The next issue is chosing an invalid cache identifier for initialization. The standard if data is known to always be >= 0 is to use -1 but one fairly common type of bug is when you do a mod that introduces negative numbers while forgetting (or never even knowing about) -1 being considered an out of range value by some bit of caching code buried in the depths.
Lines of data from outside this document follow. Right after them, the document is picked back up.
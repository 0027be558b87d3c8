use std::future::Future;
use std::pin::Pin;
use std::task::Poll;

use bytes::Bytes;
use http::{Method, Request, Response};
use http_body_util::Full;
use tower::Service;
use tower::buffer::Buffer;

use crate::builder::HttpClientBuilder;
use crate::config::TransportSecurity;
use crate::error::HttpError;
use crate::request::RequestBuilder;
use crate::response::ResponseBody;

pub type ServiceFuture =
    Pin<Box<dyn Future<Output = Result<Response<ResponseBody>, HttpError>> + Send>>;

/// Handle to the buffer worker; cloning it is cheap.
pub type BufferedService = Buffer<Request<Full<Bytes>>, ServiceFuture>;

/// Client for the `StudyMate` API.
///
/// Clones share one buffer worker and one connection pool, so a client can
/// be stored in an `Arc` or cloned into tasks freely.
#[derive(Clone)]
pub struct HttpClient {
    pub(crate) service: BufferedService,
    pub(crate) max_body_size: usize,
    pub(crate) transport_security: TransportSecurity,
}

impl HttpClient {
    /// Client with default settings and no authentication.
    ///
    /// # Errors
    ///
    /// Same as [`HttpClientBuilder::build`].
    pub fn new() -> Result<Self, HttpError> {
        HttpClientBuilder::new().build()
    }

    #[must_use]
    pub fn builder() -> HttpClientBuilder {
        HttpClientBuilder::new()
    }

    /// `url` must be absolute. Scheme and host are checked on send.
    pub fn request(&self, method: Method, url: &str) -> RequestBuilder {
        RequestBuilder::new(
            self.service.clone(),
            self.max_body_size,
            method,
            url.to_owned(),
            self.transport_security,
        )
    }

    pub fn get(&self, url: &str) -> RequestBuilder {
        self.request(Method::GET, url)
    }

    pub fn post(&self, url: &str) -> RequestBuilder {
        self.request(Method::POST, url)
    }

    pub fn put(&self, url: &str) -> RequestBuilder {
        self.request(Method::PUT, url)
    }

    pub fn patch(&self, url: &str) -> RequestBuilder {
        self.request(Method::PATCH, url)
    }

    pub fn delete(&self, url: &str) -> RequestBuilder {
        self.request(Method::DELETE, url)
    }
}

/// Unbox an error coming out of the buffer.
///
/// Errors produced by the stack are `HttpError`s boxed by tower. Anything
/// else means the worker has shut down.
pub fn map_buffer_error(err: tower::BoxError) -> HttpError {
    err.downcast::<HttpError>().map_or_else(
        |err| {
            tracing::error!(error = %err, "request buffer worker has stopped");
            HttpError::ServiceClosed
        },
        |typed| *typed,
    )
}

/// Claim a buffer slot or fail with `Overloaded` straight away.
pub async fn try_acquire_buffer_slot(service: &mut BufferedService) -> Result<(), HttpError> {
    let ready = std::future::poll_fn(|cx| Poll::Ready(service.poll_ready(cx))).await;
    match ready {
        Poll::Ready(Ok(())) => Ok(()),
        Poll::Ready(Err(e)) => Err(map_buffer_error(e)),
        Poll::Pending => Err(HttpError::Overloaded),
    }
}

#[cfg(test)]
#[cfg_attr(coverage_nightly, coverage(off))]
mod tests {
    use super::*;
    use httpmock::prelude::*;
    use serde_json::json;
    use std::io::Write;

    fn test_client() -> HttpClient {
        HttpClientBuilder::new().allow_insecure_http().build().unwrap()
    }

    #[tokio::test]
    async fn get_returns_ok_for_every_status() {
        let server = MockServer::start();
        let _m = server.mock(|when, then| {
            when.method(GET).path("/mentee/tasks");
            then.status(403);
        });

        let resp = test_client()
            .get(&server.url("/mentee/tasks"))
            .send()
            .await
            .unwrap();

        assert_eq!(resp.status(), http::StatusCode::FORBIDDEN);
    }

    #[tokio::test]
    async fn post_json_sets_content_type() {
        let server = MockServer::start();
        let m = server.mock(|when, then| {
            when.method(POST)
                .path("/mentee/tasks")
                .header("content-type", "application/json")
                .json_body(json!({"title": "Solve 20 problems"}));
            then.status(201).json_body(json!({"id": 7}));
        });

        let resp = test_client()
            .post(&server.url("/mentee/tasks"))
            .json(&json!({"title": "Solve 20 problems"}))
            .unwrap()
            .send()
            .await
            .unwrap();

        assert_eq!(resp.status(), http::StatusCode::CREATED);
        m.assert();
    }

    #[tokio::test]
    async fn default_user_agent_is_sent() {
        let server = MockServer::start();
        let m = server.mock(|when, then| {
            when.method(GET)
                .path("/ping")
                .header("user-agent", crate::DEFAULT_USER_AGENT);
            then.status(200);
        });

        test_client()
            .get(&server.url("/ping"))
            .send()
            .await
            .unwrap();
        m.assert();
    }

    #[tokio::test]
    async fn gzip_response_is_decompressed() {
        let mut encoder =
            flate2::write::GzEncoder::new(Vec::new(), flate2::Compression::default());
        encoder.write_all(br#"{"feedback":"good work"}"#).unwrap();
        let compressed = encoder.finish().unwrap();

        let server = MockServer::start();
        let _m = server.mock(|when, then| {
            when.method(GET).path("/feedback/1");
            then.status(200)
                .header("content-type", "application/json")
                .header("content-encoding", "gzip")
                .body(compressed);
        });

        let body: serde_json::Value = test_client()
            .get(&server.url("/feedback/1"))
            .send()
            .await
            .unwrap()
            .json()
            .await
            .unwrap();
        assert_eq!(body["feedback"], "good work");
    }

    #[tokio::test]
    async fn http_url_rejected_when_tls_only() {
        let client = HttpClientBuilder::new().build().unwrap();
        let err = client
            .get("http://localhost:1/never")
            .send()
            .await
            .unwrap_err();
        assert!(matches!(err, HttpError::InvalidScheme { .. }));
    }

    #[test]
    fn client_is_send_sync_clone() {
        fn assert_traits<T: Send + Sync + Clone>() {}
        assert_traits::<HttpClient>();
    }
}
//! Single-flight session refresh.
//!
//! At most one refresh cycle runs at a time. Every caller that needs a fresh
//! token while a cycle is in flight is queued and receives the outcome of
//! that same cycle, in the order it asked.

use std::collections::VecDeque;
use std::fmt;
use std::sync::Arc;
use std::sync::atomic::{AtomicU64, Ordering};

use async_trait::async_trait;
use parking_lot::Mutex;
use tokio::sync::oneshot;

use crate::credential::IssuedCredential;
use crate::error::AuthError;
use crate::secret::SecretString;
use crate::session::SessionStore;

/// Issues the refresh call to the authentication backend.
///
/// Implementations must not route through the gateway layer.
#[async_trait]
pub trait RefreshClient: Send + Sync {
    async fn refresh(&self) -> Result<IssuedCredential, AuthError>;
}

#[derive(Debug, Clone, Copy, PartialEq, Eq)]
pub enum RefreshPhase {
    Idle,
    Refreshing,
}

type RefreshOutcome = Result<SecretString, AuthError>;

#[derive(Default)]
struct RefreshState {
    in_progress: bool,
    waiters: VecDeque<oneshot::Sender<RefreshOutcome>>,
    /// Bumped by every sign-in and sign-out. A cycle only commits its result
    /// while the generation it started under is still current.
    generation: u64,
}

struct Shared {
    state: Mutex<RefreshState>,
    store: Arc<dyn SessionStore>,
    client: Arc<dyn RefreshClient>,
    cycles: AtomicU64,
}

/// Owner of the refresh flag and the queue of waiting requests.
///
/// Cheap to clone; clones share state.
#[derive(Clone)]
pub struct RefreshCoordinator {
    shared: Arc<Shared>,
}

impl fmt::Debug for RefreshCoordinator {
    fn fmt(&self, f: &mut fmt::Formatter<'_>) -> fmt::Result {
        f.debug_struct("RefreshCoordinator")
            .field("phase", &self.phase())
            .field("pending", &self.pending())
            .field("cycles", &self.cycles())
            .finish()
    }
}

impl RefreshCoordinator {
    #[must_use]
    pub fn new(store: Arc<dyn SessionStore>, client: Arc<dyn RefreshClient>) -> Self {
        Self {
            shared: Arc::new(Shared {
                state: Mutex::new(RefreshState::default()),
                store,
                client,
                cycles: AtomicU64::new(0),
            }),
        }
    }

    /// The store this coordinator writes refreshed credentials to.
    #[must_use]
    pub fn store(&self) -> &Arc<dyn SessionStore> {
        &self.shared.store
    }

    /// Wait for the outcome of the current refresh cycle, starting one if
    /// none is running.
    ///
    /// On success the new token is already in the session store when this
    /// resolves. On failure the store has been cleared.
    ///
    /// # Errors
    ///
    /// Returns the refresh failure shared by every waiter of the cycle,
    /// [`AuthError::SignedOut`] if the session was signed out or replaced
    /// meanwhile, or [`AuthError::Interrupted`] if the cycle died without an
    /// outcome.
    pub async fn fresh_token(&self) -> Result<SecretString, AuthError> {
        let (tx, rx) = oneshot::channel();
        let start_cycle = {
            let mut state = self.shared.state.lock();
            state.waiters.push_back(tx);
            let idle = !std::mem::replace(&mut state.in_progress, true);
            idle.then_some(state.generation)
        };

        if let Some(generation) = start_cycle {
            let guard = CycleGuard {
                shared: Arc::clone(&self.shared),
                outcome: None,
            };
            // Detached so that cancelling the first caller does not strand
            // the rest of the queue.
            tokio::spawn(run_cycle(guard, generation));
        } else {
            tracing::debug!(pending = self.pending(), "waiting for in-flight session refresh");
        }

        rx.await.unwrap_or(Err(AuthError::Interrupted))
    }

    /// Store a credential from a login. A cycle already in flight will not
    /// overwrite it.
    pub fn sign_in(&self, issued: IssuedCredential) {
        let mut state = self.shared.state.lock();
        state.generation += 1;
        self.shared.store.set_credential(issued.access_token, issued.role);
    }

    /// Clear the session. A cycle already in flight resolves its waiters
    /// with [`AuthError::SignedOut`] and leaves the store empty.
    pub fn sign_out(&self) {
        let mut state = self.shared.state.lock();
        state.generation += 1;
        self.shared.store.clear();
    }

    #[must_use]
    pub fn phase(&self) -> RefreshPhase {
        if self.shared.state.lock().in_progress {
            RefreshPhase::Refreshing
        } else {
            RefreshPhase::Idle
        }
    }

    /// Number of callers waiting on the in-flight cycle.
    #[must_use]
    pub fn pending(&self) -> usize {
        self.shared.state.lock().waiters.len()
    }

    /// Number of refresh cycles started so far.
    #[must_use]
    pub fn cycles(&self) -> u64 {
        self.shared.cycles.load(Ordering::Relaxed)
    }
}

/// Ends a cycle when dropped: clears the in-progress flag, takes the whole
/// queue under the same lock and resolves it front to back.
struct CycleGuard {
    shared: Arc<Shared>,
    outcome: Option<RefreshOutcome>,
}

impl Drop for CycleGuard {
    fn drop(&mut self) {
        let waiters = {
            let mut state = self.shared.state.lock();
            state.in_progress = false;
            std::mem::take(&mut state.waiters)
        };

        let outcome = self.outcome.take().unwrap_or_else(|| {
            tracing::error!("session refresh cycle ended without an outcome");
            Err(AuthError::Interrupted)
        });

        for waiter in waiters {
            if waiter.send(outcome.clone()).is_err() {
                tracing::trace!("refresh waiter went away before the outcome");
            }
        }
    }
}

async fn run_cycle(mut guard: CycleGuard, generation: u64) {
    let shared = Arc::clone(&guard.shared);
    let cycle = shared.cycles.fetch_add(1, Ordering::Relaxed) + 1;
    tracing::debug!(cycle, "session refresh started");

    let result = shared.client.refresh().await;

    // Store writes happen under the state lock so a concurrent sign-out
    // either precedes the check or follows the write.
    let state = shared.state.lock();
    let outcome = match result {
        _ if state.generation != generation => {
            tracing::info!(cycle, "session ended during refresh, discarding result");
            Err(AuthError::SignedOut)
        }
        Ok(issued) => {
            let token = issued.access_token.clone();
            tracing::info!(cycle, role = issued.role.as_str(), "session refreshed");
            shared.store.set_credential(issued.access_token, issued.role);
            Ok(token)
        }
        Err(e) => {
            tracing::warn!(cycle, error = %e, "session refresh failed, signing out");
            shared.store.clear();
            Err(e)
        }
    };
    drop(state);

    guard.outcome = Some(outcome);
}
If the data has full scope then how do we pick an invalid identifier? Well it's very very naughty but if you have a 64 bit number then you can pick something at random and use that. Don't tell anyone I said that though. As 2 to the power 64 is roughly 10 to the 19th the odds of a random signal hit is about 10,000,000,000,000,000,000 : 1 providing you pick something that's really really random. Even with a CPU counting up at 100 GHz it would take about 300 years for it to visit every number. So don't use this for mission critical coding but it's a dirty workaround that works in the real world.
The next issue is flushing the cache. Sometimes you need to calculate regardless. I use the method name defeatOptimization in my classes so I always know what to call. If you are paranoid you can even call defeatOptimization once a second "just in case". A bit like NASA ban while loops in favour of a for loop that exits after some ridiculously large number of iterations. This is why satellites and rovers sometimes mysteriously come back to life They wake up when they eventually exit a for loop that some parnoid old programmer insisted be used to cover the risk of code going astray.
There was probably one or two other things I meant to say about caching but that's enough of me taking air from doing actual work......
Whoops, I think I got carried away with the zero's. There aren't many CPUs that can count at 100 GHz. I meant to say it would take about 300 years if counting at a rate of 1 GHz.